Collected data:
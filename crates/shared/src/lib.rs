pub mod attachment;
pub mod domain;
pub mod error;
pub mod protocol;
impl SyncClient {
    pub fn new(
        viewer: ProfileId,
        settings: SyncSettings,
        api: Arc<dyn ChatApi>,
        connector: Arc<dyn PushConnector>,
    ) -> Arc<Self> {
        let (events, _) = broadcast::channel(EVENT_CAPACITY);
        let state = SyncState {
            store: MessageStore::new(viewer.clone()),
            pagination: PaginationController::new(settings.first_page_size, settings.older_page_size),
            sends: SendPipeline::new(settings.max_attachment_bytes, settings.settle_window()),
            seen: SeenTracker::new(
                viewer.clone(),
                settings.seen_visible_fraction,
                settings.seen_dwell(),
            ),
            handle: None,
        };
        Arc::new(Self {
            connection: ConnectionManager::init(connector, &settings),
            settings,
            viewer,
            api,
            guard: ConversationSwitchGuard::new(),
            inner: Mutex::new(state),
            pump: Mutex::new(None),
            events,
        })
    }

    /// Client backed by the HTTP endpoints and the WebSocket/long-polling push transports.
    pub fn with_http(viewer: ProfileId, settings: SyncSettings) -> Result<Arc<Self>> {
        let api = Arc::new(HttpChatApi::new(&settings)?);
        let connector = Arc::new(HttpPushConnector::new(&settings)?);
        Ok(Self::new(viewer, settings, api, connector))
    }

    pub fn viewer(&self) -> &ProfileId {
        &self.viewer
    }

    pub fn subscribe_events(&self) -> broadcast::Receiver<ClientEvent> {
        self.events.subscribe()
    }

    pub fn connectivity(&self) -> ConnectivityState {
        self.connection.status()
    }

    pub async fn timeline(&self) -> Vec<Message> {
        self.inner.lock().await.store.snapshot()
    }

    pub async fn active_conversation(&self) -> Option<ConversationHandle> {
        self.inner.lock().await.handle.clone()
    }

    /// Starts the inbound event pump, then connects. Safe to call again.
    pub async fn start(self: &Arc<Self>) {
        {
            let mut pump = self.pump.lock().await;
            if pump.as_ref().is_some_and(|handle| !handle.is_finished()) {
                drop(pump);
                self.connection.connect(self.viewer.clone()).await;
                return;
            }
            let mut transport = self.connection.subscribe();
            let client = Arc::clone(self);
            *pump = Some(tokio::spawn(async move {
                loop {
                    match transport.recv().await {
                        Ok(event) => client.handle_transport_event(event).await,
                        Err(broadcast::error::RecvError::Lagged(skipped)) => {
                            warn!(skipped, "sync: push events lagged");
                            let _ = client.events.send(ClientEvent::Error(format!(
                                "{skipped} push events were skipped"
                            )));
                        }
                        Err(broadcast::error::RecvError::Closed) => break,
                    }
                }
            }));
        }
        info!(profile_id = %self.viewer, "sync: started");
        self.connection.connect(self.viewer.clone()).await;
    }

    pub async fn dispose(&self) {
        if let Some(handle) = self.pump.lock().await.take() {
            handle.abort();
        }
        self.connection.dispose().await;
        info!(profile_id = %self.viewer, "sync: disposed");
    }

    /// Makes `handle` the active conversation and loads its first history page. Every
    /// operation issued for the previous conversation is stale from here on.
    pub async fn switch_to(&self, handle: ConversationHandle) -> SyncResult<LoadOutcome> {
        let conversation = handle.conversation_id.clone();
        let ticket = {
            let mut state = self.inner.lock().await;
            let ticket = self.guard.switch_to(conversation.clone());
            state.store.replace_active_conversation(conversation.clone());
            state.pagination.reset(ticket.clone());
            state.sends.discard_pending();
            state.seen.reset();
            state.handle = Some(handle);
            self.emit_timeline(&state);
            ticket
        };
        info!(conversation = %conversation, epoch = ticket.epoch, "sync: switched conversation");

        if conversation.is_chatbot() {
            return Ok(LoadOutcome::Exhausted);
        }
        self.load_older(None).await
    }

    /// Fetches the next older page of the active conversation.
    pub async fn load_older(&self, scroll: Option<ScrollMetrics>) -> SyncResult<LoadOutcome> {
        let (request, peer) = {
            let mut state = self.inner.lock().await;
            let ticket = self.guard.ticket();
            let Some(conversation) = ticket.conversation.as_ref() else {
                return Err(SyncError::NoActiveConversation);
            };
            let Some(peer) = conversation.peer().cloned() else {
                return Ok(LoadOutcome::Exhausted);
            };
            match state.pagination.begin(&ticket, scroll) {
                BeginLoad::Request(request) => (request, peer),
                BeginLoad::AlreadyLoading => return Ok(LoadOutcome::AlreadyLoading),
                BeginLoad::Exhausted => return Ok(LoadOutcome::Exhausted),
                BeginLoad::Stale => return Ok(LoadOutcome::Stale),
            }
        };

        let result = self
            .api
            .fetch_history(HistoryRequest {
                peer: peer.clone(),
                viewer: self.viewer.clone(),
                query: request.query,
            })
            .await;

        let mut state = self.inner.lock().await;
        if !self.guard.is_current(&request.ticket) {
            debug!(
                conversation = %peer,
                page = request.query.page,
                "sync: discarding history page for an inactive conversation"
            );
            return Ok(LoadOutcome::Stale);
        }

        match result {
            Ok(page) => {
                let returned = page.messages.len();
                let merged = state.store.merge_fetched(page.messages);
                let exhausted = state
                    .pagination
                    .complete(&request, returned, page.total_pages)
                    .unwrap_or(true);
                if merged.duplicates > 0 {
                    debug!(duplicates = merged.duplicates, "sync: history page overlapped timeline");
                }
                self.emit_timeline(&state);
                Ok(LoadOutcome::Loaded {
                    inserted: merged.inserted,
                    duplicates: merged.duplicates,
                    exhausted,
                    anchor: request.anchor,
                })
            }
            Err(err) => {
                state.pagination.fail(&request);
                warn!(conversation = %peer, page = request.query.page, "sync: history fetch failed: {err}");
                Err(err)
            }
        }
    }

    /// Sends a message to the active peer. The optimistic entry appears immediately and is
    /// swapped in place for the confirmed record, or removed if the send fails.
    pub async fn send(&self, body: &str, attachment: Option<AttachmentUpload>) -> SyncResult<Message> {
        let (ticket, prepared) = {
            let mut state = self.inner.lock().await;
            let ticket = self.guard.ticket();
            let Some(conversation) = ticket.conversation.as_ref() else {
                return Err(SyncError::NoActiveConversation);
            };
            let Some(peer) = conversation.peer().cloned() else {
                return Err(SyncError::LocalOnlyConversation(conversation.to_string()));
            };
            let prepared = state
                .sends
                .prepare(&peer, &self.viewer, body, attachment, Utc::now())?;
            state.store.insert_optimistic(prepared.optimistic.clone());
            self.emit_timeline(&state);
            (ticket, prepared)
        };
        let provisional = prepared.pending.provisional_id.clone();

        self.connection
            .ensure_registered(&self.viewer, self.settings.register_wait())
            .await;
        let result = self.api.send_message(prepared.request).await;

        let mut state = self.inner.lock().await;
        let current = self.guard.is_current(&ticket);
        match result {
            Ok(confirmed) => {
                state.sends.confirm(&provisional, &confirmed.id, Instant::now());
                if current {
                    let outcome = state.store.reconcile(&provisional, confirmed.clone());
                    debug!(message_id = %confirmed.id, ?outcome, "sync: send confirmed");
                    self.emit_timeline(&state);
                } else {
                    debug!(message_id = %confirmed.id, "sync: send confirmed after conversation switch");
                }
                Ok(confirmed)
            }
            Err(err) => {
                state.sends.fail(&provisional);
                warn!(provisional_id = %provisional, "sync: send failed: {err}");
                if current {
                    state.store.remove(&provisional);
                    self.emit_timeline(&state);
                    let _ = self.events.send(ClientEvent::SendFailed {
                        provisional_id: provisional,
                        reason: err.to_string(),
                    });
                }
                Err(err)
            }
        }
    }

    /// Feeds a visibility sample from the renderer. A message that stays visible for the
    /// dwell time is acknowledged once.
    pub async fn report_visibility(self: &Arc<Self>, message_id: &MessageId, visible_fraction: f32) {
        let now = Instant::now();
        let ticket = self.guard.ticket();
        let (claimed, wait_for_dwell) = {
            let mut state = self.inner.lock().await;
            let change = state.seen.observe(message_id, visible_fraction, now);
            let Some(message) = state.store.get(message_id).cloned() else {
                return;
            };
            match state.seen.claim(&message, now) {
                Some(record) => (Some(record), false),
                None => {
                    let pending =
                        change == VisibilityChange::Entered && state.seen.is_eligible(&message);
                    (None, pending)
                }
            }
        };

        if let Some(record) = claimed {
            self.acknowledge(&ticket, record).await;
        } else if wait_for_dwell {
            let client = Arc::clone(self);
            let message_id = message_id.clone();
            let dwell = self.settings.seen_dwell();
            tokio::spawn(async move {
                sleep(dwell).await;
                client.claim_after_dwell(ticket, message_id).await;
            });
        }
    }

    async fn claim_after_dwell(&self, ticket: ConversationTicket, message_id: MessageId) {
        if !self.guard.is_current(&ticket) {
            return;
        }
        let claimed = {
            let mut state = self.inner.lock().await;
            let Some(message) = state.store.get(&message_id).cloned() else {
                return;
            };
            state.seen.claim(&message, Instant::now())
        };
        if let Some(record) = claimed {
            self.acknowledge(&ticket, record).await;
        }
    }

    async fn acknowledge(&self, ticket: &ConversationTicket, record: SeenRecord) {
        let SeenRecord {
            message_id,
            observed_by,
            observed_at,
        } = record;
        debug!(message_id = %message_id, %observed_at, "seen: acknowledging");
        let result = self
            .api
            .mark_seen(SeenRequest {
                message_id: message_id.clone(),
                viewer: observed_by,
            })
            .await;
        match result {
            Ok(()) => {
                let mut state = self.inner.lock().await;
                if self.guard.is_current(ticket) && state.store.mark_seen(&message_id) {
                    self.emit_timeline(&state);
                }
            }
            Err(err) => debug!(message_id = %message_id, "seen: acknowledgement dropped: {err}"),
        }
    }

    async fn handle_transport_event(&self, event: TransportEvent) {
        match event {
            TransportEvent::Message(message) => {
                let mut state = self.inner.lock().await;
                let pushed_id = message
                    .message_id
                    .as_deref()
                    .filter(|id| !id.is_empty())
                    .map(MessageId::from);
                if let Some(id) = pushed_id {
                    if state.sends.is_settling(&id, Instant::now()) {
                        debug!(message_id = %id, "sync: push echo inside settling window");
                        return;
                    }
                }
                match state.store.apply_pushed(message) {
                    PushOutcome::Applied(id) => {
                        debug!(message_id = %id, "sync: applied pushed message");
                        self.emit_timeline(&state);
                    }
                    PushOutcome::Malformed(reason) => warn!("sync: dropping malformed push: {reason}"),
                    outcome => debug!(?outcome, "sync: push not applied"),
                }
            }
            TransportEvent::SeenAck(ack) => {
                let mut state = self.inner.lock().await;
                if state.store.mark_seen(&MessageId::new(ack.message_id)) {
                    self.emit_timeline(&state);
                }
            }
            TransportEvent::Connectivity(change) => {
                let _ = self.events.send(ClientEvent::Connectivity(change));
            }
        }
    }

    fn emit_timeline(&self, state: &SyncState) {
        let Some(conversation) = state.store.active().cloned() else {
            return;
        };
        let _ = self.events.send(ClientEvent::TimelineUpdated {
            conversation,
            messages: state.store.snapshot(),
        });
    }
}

*Assignment*
Show me all lines in the records that contain "spawn".

*Reply*
            *pump = Some(tokio::spawn(async move {
            tokio::spawn(async move {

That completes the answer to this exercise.